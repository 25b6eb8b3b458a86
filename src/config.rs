//! Settings describing where the vehicle and option data live and how to read them.
//!
//! Settings are read from a JSON file; every key is optional and falls back to the layout of
//! the shop's reference workbook.
use crate::error::QuoteError;
use crate::pricing::DuplicatePolicy;
use crate::spreadsheet::criteria::Criteria;
use crate::spreadsheet::range::Range;
use glob::Pattern;
use serde::Deserialize;
use serde::Serialize;
use std::fs;
use std::path::Path;
use std::path::PathBuf;
use thiserror::Error;

#[derive(Error, Debug)]
pub enum ConfigError {
    #[error("Read settings '{0}' failed: {1}")]
    ReadError(String, std::io::Error),

    #[error("Parse settings '{0}' failed: {1}")]
    ParseError(String, serde_json::Error),

    #[error("No data file configured, pass --data or set `vehicles.file`")]
    MissingDataFile,
}

/// Where one view of the workbook is read from.
#[derive(Clone, Debug, Default, PartialEq, Serialize, Deserialize)]
#[serde(default, deny_unknown_fields)]
pub struct SourceSettings {
    /// Workbook path; the option source falls back to the vehicle workbook
    pub file: Option<PathBuf>,
    /// Glob pattern selecting the sheet
    pub sheet: Option<String>,
    /// A1-style data range such as `A1:H500`
    pub range: Option<String>,
}

impl SourceSettings {
    /// Builds reading criteria for this source.
    pub fn criteria(&self, nulls: &[String]) -> Result<Criteria, QuoteError> {
        let mut criteria = match &self.sheet {
            Some(sheet) => Criteria::for_sheet(Pattern::new(sheet)?),
            None => Criteria::default(),
        };
        criteria.range = self.range.as_deref().map(Range::try_from).transpose()?;
        if !nulls.is_empty() {
            criteria.nulls = nulls.iter().map(|null| null.to_owned()).collect();
        }
        Ok(criteria)
    }
}

/// Column headers of the vehicle sheet.
#[derive(Clone, Debug, PartialEq, Serialize, Deserialize)]
#[serde(default, deny_unknown_fields)]
pub struct VehicleColumns {
    pub brand: String,
    pub model: String,
    pub length: String,
    pub width: String,
    pub height: String,
    pub classification: String,
    pub price_band: String,
    /// Base coating price; not every workbook carries one
    pub base_price: Option<String>,
}

impl Default for VehicleColumns {
    fn default() -> Self {
        VehicleColumns {
            brand: "品牌".to_owned(),
            model: "車型".to_owned(),
            length: "車長(mm)".to_owned(),
            width: "車寬(mm)".to_owned(),
            height: "車高(mm)".to_owned(),
            classification: "巧思分類".to_owned(),
            price_band: "總價落點".to_owned(),
            base_price: None,
        }
    }
}

/// Column headers of the option price sheet.
#[derive(Clone, Debug, PartialEq, Serialize, Deserialize)]
#[serde(default, deny_unknown_fields)]
pub struct OptionColumns {
    /// Classification key column; every other column is an option
    pub classification: String,
}

impl Default for OptionColumns {
    fn default() -> Self {
        OptionColumns {
            classification: "巧思分類".to_owned(),
        }
    }
}

#[derive(Clone, Debug, PartialEq, Serialize, Deserialize)]
#[serde(default, deny_unknown_fields)]
pub struct Settings {
    pub vehicles: SourceSettings,
    pub options: SourceSettings,
    pub vehicle_columns: VehicleColumns,
    pub option_columns: OptionColumns,
    /// How a second selection of the same option is treated
    pub duplicate_policy: DuplicatePolicy,
    /// Label printed in front of amounts
    pub currency: String,
    /// Null literals; empty keeps the reader defaults
    pub nulls: Vec<String>,
}

impl Default for Settings {
    fn default() -> Self {
        Settings {
            vehicles: SourceSettings::default(),
            options: SourceSettings::default(),
            vehicle_columns: VehicleColumns::default(),
            option_columns: OptionColumns::default(),
            duplicate_policy: DuplicatePolicy::default(),
            currency: "NT$".to_owned(),
            nulls: Vec::new(),
        }
    }
}

impl Settings {
    /// Loads settings from a JSON file.
    pub fn load<P: AsRef<Path>>(path: P) -> Result<Settings, ConfigError> {
        let name = path.as_ref().display().to_string();
        let content = fs::read_to_string(path.as_ref()).map_err(|error| ConfigError::ReadError(name.to_owned(), error))?;
        let settings = Self::from_json(&content).map_err(|error| ConfigError::ParseError(name.to_owned(), error))?;
        log::info!("Loaded settings from '{}'", name);
        Ok(settings)
    }

    pub fn from_json(content: &str) -> Result<Settings, serde_json::Error> {
        serde_json::from_str(content)
    }

    /// The vehicle workbook path.
    pub fn vehicle_file(&self) -> Result<&Path, ConfigError> {
        self.vehicles.file.as_deref().ok_or(ConfigError::MissingDataFile)
    }

    /// The option workbook path, which defaults to the vehicle workbook.
    pub fn option_file(&self) -> Result<&Path, ConfigError> {
        match self.options.file.as_deref() {
            Some(file) => Ok(file),
            None => self.vehicle_file(),
        }
    }
}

#####

- **Work required**
Copy exactly the lines that run from the first line of the data to the line containing "use crate::error::QuoteError;", please, with both ends included and nothing else.

- **Task solution**
repository 25b6eb8b3b458a86
filename src/config.rs
//! Settings describing where the vehicle and option data live and how to read them.
//!
//! Settings are read from a JSON file; every key is optional and falls back to the layout of
//! the shop's reference workbook.
use crate::error::QuoteError;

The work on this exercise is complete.